ASSIGNMENT >> Below are some entries. Copy each line that holds the string "role".

**** PROVIDED RECORDS ****

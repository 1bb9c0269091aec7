//! Per-call parse context handed to converters.
//!
//! A [`ParseContext`] is bound to the parser and to the target type of the
//! current dispatch step. Converters use it to learn their element, key and
//! value types and to parse sub-strings as those types, which is how nested
//! generic targets recurse without converters knowing about dispatch.

use crate::converter::ConvertError;
use crate::dispatch::TypeParser;
use crate::error::ParseError;
use crate::types::Type;
use crate::value::Value;
use std::fmt;

#[derive(Clone, Copy)]
pub struct ParseContext<'a> {
    parser: &'a TypeParser,
    target: &'a Type,
}

impl<'a> ParseContext<'a> {
    pub(crate) fn new(parser: &'a TypeParser, target: &'a Type) -> Self {
        Self { parser, target }
    }

    /// The type being parsed in this step
    pub fn target(&self) -> &'a Type {
        self.target
    }

    /// Parse `input` as `target` through the full dispatch rules
    pub fn parse(&self, input: &str, target: &Type) -> Result<Value, ParseError> {
        self.parser.dispatch(input, target)
    }

    /// Element type of a list, set or array target
    pub fn element_type(&self) -> Result<&'a Type, ConvertError> {
        match self.target {
            Type::Array { element } => Ok(element),
            Type::Named { .. } => self.type_argument(0, "element"),
        }
    }

    /// Key type of a map target
    pub fn key_type(&self) -> Result<&'a Type, ConvertError> {
        self.type_argument(0, "key")
    }

    /// Value type of a map target
    pub fn value_type(&self) -> Result<&'a Type, ConvertError> {
        self.type_argument(1, "value")
    }

    fn type_argument(&self, index: usize, role: &str) -> Result<&'a Type, ConvertError> {
        self.target
            .args()
            .get(index)
            .ok_or_else(|| ConvertError::msg(format!("{} has no {role} type", self.target)))
    }

    /// Split `input` into elements with the parser's element splitter
    pub fn split(&self, input: &str) -> Vec<String> {
        self.parser.splitter().split(input)
    }

    /// Split one map entry with the parser's key/value splitter
    pub fn split_pair(&self, input: &str) -> Vec<String> {
        self.parser.key_value_splitter().split(input)
    }
}

impl fmt::Debug for ParseContext<'_> {
    fn fmt(&self, f: &mut fmt::Formatter<'_>) -> fmt::Result {
        f.debug_struct("ParseContext")
            .field("target", self.target)
            .finish_non_exhaustive()
    }
}

#[cfg(test)]
mod tests {
    use super::*;
    use crate::TypeParser;
    use pretty_assertions::assert_eq;

    #[test]
    fn test_nested_types_follow_target() {
        let parser = TypeParser::builder().build();

        let map = Type::map(Type::named("String"), Type::primitive("i32"));
        let cx = ParseContext::new(&parser, &map);
        assert_eq!(cx.key_type().ok(), Some(&Type::named("String")));
        assert_eq!(cx.value_type().ok(), Some(&Type::primitive("i32")));

        let array = Type::array(Type::primitive("u8"));
        let cx = ParseContext::new(&parser, &array);
        assert_eq!(cx.element_type().ok(), Some(&Type::primitive("u8")));
        assert!(cx.value_type().is_err());
    }

    #[test]
    fn test_parse_recurses_through_dispatcher() {
        let parser = TypeParser::builder().build();
        let list = Type::list(Type::primitive("i32"));
        let cx = ParseContext::new(&parser, &list);

        let element = cx.element_type().unwrap();
        assert_eq!(cx.parse("42", element).unwrap(), Value::Integer(42));
        assert_eq!(cx.split("1, 2"), vec!["1", "2"]);
        assert_eq!(cx.split_pair("a = 1"), vec!["a", "1"]);
    }
}
//! Frozen converter and factory registries
//!
//! Both registries are built once by [`TypeParserBuilder`](crate::TypeParserBuilder)
//! and never mutated afterwards. Cloning shares the underlying map.

use crate::converter::Converter;
use crate::error::BoxError;
use crate::types::{ContainerKind, Type};
use crate::value::Value;
use std::collections::HashMap;
use std::fmt;
use std::sync::Arc;

/// Registry key: exact types plus the fixed container and array slots
#[derive(Debug, Clone, PartialEq, Eq, Hash)]
pub enum ConverterKey {
    /// A converter for one exact type, looked up before any structural rule
    Exact(Type),
    List,
    Set,
    Map,
    Array,
}

impl ConverterKey {
    /// Key for an exact type; nullability does not take part in lookups
    pub fn exact(target: &Type) -> Self {
        ConverterKey::Exact(target.registry_key())
    }
}

impl From<Type> for ConverterKey {
    fn from(target: Type) -> Self {
        ConverterKey::exact(&target)
    }
}

impl From<&Type> for ConverterKey {
    fn from(target: &Type) -> Self {
        ConverterKey::exact(target)
    }
}

impl From<ContainerKind> for ConverterKey {
    fn from(kind: ContainerKind) -> Self {
        match kind {
            ContainerKind::List => ConverterKey::List,
            ContainerKind::Set => ConverterKey::Set,
            ContainerKind::Map => ConverterKey::Map,
        }
    }
}

impl fmt::Display for ConverterKey {
    fn fmt(&self, f: &mut fmt::Formatter<'_>) -> fmt::Result {
        match self {
            ConverterKey::Exact(target) => write!(f, "{target}"),
            ConverterKey::List => f.write_str("<any list>"),
            ConverterKey::Set => f.write_str("<any set>"),
            ConverterKey::Map => f.write_str("<any map>"),
            ConverterKey::Array => f.write_str("<any array>"),
        }
    }
}

/// Read-only mapping from [`ConverterKey`] to converter
#[derive(Clone, Default)]
pub struct ConverterRegistry {
    converters: Arc<HashMap<ConverterKey, Arc<dyn Converter>>>,
}

impl ConverterRegistry {
    pub(crate) fn new(converters: HashMap<ConverterKey, Arc<dyn Converter>>) -> Self {
        Self {
            converters: Arc::new(converters),
        }
    }

    /// Look up a converter; absence is not an error here
    pub fn get(&self, key: &ConverterKey) -> Option<&Arc<dyn Converter>> {
        self.converters.get(key)
    }

    /// Exact-match lookup for a target type
    pub fn exact(&self, target: &Type) -> Option<&Arc<dyn Converter>> {
        self.get(&ConverterKey::exact(target))
    }

    pub fn contains_exact(&self, target: &Type) -> bool {
        self.exact(target).is_some()
    }

    pub fn keys(&self) -> impl Iterator<Item = &ConverterKey> {
        self.converters.keys()
    }

    pub fn len(&self) -> usize {
        self.converters.len()
    }

    pub fn is_empty(&self) -> bool {
        self.converters.is_empty()
    }
}

impl fmt::Debug for ConverterRegistry {
    fn fmt(&self, f: &mut fmt::Formatter<'_>) -> fmt::Result {
        f.debug_set().entries(self.converters.keys()).finish()
    }
}

/// Factory produced from a [`FromText`](crate::FromText) implementation
pub type Factory = Arc<dyn Fn(&str) -> Result<Value, BoxError> + Send + Sync>;

/// Read-only mapping from named types to their factory
#[derive(Clone, Default)]
pub struct FactoryRegistry {
    factories: Arc<HashMap<Type, Factory>>,
}

impl FactoryRegistry {
    pub(crate) fn new(factories: HashMap<Type, Factory>) -> Self {
        Self {
            factories: Arc::new(factories),
        }
    }

    pub fn get(&self, target: &Type) -> Option<&Factory> {
        self.factories.get(&target.registry_key())
    }

    pub fn contains(&self, target: &Type) -> bool {
        self.get(target).is_some()
    }

    pub fn len(&self) -> usize {
        self.factories.len()
    }

    pub fn is_empty(&self) -> bool {
        self.factories.is_empty()
    }
}

impl fmt::Debug for FactoryRegistry {
    fn fmt(&self, f: &mut fmt::Formatter<'_>) -> fmt::Result {
        f.debug_set().entries(self.factories.keys()).finish()
    }
}

#[cfg(test)]
mod tests {
    use super::*;
    use crate::converter::{from_fn, ConvertError};
    use crate::context::ParseContext;
    use pretty_assertions::assert_eq;

    fn registry() -> ConverterRegistry {
        let mut converters: HashMap<ConverterKey, Arc<dyn Converter>> = HashMap::new();
        converters.insert(
            ConverterKey::exact(&Type::primitive("i32")),
            Arc::new(from_fn(|input: &str| input.trim().parse::<i32>())),
        );
        converters.insert(
            ConverterKey::List,
            Arc::new(|_: &str, _: &ParseContext<'_>| -> Result<Value, ConvertError> {
                Ok(Value::List(vec![]))
            }),
        );
        ConverterRegistry::new(converters)
    }

    #[test]
    fn test_exact_lookup_ignores_nullability() {
        let registry = registry();
        assert!(registry.contains_exact(&Type::primitive("i32")));
        assert!(registry.contains_exact(&Type::named("i32")));
        assert!(!registry.contains_exact(&Type::primitive("i64")));
    }

    #[test]
    fn test_unknown_key_is_absent() {
        let registry = registry();
        assert!(registry.get(&ConverterKey::Map).is_none());
        assert!(registry.get(&ConverterKey::List).is_some());
        assert_eq!(registry.len(), 2);
    }

    #[test]
    fn test_container_kind_keys() {
        assert_eq!(ConverterKey::from(ContainerKind::Set), ConverterKey::Set);
        assert_eq!(
            ConverterKey::from(Type::list(Type::primitive("u8"))),
            ConverterKey::Exact(Type::list(Type::named("u8")))
        );
        assert_eq!(ConverterKey::Array.to_string(), "<any array>");
    }

    #[test]
    fn test_clones_share_storage() {
        let registry = registry();
        let copy = registry.clone();
        assert!(Arc::ptr_eq(&registry.converters, &copy.converters));
    }
}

****

SOLVED PROBLEM >>
    fn type_argument(&self, index: usize, role: &str) -> Result<&'a Type, ConvertError> {
            .ok_or_else(|| ConvertError::msg(format!("{} has no {role} type", self.target)))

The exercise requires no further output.